Records from a dataset:
>>>

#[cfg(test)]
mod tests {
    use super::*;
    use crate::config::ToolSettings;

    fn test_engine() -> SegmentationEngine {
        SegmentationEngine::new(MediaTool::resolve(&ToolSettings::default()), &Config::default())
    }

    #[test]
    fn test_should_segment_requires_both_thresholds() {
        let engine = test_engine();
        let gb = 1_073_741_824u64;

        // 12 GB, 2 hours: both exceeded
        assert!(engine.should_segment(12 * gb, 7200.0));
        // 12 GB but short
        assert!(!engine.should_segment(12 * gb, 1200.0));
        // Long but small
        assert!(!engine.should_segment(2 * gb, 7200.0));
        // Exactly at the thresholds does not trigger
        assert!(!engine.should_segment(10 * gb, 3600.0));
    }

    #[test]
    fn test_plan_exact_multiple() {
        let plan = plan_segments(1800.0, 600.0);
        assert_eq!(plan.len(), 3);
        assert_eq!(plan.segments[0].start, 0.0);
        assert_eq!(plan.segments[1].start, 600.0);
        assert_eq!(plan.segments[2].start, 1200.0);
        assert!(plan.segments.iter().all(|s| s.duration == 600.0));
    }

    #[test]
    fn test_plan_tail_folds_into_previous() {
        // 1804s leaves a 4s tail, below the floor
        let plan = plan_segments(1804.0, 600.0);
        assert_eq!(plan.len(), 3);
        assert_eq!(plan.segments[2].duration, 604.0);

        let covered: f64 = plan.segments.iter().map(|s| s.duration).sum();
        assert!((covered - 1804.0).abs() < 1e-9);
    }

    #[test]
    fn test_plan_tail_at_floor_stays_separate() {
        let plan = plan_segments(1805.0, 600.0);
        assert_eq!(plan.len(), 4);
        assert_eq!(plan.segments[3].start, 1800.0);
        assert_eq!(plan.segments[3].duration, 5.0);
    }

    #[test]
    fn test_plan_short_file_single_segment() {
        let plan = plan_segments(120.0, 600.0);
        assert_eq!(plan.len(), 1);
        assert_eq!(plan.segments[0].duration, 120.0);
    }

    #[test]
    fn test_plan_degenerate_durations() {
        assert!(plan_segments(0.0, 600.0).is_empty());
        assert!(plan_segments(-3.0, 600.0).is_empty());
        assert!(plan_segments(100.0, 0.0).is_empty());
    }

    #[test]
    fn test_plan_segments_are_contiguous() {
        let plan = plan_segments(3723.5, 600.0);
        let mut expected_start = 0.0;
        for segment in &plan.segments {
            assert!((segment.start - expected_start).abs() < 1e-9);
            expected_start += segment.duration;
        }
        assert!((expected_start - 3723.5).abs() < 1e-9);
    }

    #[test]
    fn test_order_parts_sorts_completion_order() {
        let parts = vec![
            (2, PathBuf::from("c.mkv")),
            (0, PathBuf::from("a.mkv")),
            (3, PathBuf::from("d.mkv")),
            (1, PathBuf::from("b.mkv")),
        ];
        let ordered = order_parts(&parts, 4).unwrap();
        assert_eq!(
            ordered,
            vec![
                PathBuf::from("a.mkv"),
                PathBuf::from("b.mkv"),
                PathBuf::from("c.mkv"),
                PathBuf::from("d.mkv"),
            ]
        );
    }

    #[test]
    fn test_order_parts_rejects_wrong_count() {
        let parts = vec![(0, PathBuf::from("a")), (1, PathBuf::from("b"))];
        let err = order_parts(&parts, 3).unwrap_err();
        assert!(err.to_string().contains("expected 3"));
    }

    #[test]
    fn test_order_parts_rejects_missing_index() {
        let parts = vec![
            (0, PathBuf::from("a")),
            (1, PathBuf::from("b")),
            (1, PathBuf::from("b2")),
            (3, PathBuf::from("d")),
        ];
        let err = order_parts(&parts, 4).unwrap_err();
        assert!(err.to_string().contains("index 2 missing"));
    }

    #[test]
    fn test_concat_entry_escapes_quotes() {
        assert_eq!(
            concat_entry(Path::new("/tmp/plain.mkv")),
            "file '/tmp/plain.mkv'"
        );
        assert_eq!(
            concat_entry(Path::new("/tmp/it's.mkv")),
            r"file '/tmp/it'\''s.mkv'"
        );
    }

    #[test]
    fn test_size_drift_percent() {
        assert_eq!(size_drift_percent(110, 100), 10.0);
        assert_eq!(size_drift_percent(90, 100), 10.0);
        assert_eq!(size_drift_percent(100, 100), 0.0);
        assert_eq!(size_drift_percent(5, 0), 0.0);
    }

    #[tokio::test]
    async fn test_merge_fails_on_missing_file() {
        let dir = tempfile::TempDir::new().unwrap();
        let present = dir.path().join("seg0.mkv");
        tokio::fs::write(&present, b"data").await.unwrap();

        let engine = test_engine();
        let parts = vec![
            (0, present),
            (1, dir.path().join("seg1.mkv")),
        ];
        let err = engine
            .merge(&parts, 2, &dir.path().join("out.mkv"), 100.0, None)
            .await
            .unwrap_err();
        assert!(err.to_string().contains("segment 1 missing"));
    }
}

<<<
>>>

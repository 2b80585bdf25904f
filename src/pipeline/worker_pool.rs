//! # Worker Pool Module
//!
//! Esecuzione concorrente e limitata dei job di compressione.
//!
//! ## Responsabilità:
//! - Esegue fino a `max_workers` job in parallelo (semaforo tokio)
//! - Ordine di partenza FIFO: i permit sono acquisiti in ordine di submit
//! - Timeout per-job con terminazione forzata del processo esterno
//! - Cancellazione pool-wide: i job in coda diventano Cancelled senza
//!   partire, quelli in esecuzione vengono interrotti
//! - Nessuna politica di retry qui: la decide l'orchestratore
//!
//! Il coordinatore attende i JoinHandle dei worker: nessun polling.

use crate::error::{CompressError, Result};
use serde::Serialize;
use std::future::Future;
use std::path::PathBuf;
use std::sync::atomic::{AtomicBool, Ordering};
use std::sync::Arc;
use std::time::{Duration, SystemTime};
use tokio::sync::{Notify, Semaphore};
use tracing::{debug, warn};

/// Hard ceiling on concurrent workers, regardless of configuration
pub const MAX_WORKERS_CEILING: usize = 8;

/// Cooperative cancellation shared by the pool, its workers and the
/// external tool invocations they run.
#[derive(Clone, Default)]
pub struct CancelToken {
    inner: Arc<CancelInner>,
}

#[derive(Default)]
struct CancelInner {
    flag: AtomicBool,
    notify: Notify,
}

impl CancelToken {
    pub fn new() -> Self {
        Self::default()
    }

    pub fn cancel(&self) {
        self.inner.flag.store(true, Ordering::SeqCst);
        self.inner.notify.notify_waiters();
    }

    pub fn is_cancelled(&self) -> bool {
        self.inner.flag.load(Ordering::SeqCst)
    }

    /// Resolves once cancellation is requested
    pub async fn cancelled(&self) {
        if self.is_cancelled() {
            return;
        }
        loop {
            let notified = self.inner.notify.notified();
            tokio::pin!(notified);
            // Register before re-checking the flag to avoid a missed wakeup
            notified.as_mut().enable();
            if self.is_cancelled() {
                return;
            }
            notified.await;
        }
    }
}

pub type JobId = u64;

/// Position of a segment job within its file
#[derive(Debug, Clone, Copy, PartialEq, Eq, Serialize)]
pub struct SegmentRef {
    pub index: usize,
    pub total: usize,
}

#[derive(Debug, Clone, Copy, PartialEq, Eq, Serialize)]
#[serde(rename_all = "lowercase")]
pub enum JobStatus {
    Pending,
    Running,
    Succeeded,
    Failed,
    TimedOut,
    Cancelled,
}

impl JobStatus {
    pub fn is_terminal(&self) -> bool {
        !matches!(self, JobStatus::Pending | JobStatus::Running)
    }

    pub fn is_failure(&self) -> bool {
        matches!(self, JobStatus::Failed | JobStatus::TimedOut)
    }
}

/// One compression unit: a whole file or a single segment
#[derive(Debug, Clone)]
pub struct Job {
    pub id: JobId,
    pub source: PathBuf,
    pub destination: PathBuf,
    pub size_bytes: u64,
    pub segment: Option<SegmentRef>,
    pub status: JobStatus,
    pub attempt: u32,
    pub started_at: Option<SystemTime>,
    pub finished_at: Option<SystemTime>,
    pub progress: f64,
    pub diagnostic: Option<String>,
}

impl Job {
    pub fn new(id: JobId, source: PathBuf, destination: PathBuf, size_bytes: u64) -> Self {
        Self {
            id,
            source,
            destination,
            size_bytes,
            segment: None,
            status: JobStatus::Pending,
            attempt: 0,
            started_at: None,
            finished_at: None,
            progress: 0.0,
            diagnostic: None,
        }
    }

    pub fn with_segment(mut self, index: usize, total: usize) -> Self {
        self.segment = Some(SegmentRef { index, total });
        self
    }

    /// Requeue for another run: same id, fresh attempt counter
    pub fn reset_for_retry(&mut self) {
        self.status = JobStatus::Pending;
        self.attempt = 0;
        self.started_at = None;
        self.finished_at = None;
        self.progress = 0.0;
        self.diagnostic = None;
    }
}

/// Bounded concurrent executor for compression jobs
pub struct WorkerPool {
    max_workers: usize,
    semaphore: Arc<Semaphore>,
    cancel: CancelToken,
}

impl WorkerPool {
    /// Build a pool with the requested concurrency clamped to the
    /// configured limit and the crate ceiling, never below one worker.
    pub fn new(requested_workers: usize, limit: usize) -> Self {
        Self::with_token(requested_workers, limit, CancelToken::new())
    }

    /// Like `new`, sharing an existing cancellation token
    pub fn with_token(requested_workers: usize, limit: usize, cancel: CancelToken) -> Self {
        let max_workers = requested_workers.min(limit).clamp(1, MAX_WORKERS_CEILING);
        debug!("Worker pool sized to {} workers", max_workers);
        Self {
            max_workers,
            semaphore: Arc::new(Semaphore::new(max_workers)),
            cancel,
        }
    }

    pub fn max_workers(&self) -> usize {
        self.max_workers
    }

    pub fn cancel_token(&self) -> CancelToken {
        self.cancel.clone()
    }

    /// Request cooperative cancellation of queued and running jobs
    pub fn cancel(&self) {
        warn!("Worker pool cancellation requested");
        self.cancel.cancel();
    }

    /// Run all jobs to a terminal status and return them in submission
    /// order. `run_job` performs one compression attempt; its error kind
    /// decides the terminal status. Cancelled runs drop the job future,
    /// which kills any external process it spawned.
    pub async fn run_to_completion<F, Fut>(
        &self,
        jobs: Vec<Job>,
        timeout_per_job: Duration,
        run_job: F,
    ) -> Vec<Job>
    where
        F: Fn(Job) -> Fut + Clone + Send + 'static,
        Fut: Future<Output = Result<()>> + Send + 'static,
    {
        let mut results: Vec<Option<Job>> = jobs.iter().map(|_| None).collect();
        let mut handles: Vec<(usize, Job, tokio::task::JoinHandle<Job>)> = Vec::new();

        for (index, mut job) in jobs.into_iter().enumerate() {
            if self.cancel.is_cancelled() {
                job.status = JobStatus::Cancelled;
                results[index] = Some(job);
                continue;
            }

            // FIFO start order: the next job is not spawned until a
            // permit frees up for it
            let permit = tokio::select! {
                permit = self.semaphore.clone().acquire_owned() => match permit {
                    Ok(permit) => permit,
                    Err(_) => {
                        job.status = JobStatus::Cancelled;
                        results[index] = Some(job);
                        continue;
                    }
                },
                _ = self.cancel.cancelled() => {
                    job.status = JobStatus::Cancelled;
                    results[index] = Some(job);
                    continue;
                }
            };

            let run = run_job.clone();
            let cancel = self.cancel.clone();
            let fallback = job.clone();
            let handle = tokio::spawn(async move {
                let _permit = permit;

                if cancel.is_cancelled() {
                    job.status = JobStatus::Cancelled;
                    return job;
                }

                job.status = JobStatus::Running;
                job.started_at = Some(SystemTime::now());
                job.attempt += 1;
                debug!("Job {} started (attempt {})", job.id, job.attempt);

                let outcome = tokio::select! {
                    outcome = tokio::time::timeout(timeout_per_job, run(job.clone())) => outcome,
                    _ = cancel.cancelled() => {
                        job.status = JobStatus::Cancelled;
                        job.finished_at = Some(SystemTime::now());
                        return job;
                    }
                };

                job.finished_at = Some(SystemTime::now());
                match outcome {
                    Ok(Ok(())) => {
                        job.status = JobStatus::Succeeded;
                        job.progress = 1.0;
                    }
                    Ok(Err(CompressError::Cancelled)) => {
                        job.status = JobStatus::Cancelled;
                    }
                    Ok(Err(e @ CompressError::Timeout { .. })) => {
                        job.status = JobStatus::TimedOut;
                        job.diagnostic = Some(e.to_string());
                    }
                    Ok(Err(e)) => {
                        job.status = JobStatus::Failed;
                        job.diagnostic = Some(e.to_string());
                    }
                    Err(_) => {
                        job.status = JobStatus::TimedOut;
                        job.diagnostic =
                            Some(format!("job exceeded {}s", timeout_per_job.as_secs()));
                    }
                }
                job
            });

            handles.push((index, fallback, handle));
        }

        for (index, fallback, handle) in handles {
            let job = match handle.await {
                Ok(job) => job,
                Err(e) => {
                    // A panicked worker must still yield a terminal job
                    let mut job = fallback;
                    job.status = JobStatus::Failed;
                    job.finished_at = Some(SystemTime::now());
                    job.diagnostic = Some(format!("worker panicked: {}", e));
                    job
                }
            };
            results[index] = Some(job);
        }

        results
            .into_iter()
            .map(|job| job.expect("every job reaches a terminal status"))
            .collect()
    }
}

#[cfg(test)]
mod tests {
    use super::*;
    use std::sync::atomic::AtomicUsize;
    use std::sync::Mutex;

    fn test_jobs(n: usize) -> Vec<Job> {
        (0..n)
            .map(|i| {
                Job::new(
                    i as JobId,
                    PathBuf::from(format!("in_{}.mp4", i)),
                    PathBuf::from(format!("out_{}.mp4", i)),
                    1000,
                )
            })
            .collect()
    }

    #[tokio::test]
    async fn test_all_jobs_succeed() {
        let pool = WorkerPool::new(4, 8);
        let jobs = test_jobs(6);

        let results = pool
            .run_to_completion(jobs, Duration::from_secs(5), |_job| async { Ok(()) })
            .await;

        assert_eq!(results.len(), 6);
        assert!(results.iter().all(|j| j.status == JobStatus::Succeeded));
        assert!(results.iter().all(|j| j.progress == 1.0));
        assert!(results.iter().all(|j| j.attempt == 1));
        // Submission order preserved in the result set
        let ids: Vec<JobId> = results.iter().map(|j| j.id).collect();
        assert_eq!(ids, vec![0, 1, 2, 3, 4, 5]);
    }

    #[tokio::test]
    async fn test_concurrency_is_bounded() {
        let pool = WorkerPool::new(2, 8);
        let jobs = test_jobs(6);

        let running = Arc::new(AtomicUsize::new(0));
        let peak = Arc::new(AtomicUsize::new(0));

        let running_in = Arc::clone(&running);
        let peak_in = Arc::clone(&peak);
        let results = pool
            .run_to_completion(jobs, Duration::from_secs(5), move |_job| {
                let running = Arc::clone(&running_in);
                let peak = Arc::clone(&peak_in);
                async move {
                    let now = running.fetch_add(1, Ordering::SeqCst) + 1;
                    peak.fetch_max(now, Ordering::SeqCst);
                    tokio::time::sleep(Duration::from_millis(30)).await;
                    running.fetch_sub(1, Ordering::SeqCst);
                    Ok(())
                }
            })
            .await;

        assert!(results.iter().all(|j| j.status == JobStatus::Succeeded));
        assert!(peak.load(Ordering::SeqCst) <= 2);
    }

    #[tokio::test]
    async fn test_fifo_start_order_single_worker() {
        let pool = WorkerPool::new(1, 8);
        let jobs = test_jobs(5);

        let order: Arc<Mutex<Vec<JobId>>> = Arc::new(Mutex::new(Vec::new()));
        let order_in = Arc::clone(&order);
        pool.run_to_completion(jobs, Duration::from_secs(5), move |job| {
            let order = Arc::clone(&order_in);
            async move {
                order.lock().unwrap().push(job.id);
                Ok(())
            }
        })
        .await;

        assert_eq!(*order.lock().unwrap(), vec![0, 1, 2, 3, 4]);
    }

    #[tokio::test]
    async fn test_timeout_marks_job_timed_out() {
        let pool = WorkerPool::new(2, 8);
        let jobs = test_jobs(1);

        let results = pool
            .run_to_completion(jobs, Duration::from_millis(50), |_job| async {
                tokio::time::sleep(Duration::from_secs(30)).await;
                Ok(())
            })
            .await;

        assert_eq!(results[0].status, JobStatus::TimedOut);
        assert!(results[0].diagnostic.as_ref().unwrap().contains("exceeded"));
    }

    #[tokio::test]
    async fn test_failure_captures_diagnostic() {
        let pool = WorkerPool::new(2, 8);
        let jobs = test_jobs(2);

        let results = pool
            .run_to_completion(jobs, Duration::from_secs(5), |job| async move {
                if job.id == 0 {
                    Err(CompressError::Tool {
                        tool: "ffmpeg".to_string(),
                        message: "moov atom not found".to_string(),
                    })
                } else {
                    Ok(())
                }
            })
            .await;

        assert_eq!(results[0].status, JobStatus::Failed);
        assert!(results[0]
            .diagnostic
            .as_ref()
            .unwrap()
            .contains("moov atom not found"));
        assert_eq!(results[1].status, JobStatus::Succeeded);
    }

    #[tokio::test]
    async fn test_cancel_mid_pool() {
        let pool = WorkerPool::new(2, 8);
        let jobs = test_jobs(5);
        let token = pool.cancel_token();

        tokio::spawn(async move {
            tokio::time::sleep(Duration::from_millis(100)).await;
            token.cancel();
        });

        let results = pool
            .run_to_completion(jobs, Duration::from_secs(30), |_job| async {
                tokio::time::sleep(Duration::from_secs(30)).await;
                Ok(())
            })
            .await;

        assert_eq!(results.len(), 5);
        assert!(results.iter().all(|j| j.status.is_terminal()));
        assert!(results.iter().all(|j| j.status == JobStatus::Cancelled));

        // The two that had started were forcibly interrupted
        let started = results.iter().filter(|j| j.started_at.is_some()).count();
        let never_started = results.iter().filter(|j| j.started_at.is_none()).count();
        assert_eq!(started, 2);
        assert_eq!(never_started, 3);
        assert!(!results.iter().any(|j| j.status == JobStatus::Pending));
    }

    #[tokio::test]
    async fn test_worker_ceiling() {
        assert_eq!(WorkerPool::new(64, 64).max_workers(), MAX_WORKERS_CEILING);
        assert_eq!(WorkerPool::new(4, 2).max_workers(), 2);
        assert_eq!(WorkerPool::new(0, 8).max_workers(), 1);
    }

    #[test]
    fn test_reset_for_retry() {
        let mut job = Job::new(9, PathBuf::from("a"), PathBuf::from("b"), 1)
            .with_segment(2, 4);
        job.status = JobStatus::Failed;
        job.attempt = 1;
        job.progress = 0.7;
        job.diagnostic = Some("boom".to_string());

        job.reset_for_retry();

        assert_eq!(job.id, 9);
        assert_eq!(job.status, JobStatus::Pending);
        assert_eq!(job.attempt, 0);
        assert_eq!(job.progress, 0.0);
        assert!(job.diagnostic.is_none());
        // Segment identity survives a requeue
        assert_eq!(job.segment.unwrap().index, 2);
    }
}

<<<

EXERCISE DIRECTIONS:
Go through the entries above and count the lines with the word "lock", then give only that number.

YOUR SOLUTION:
2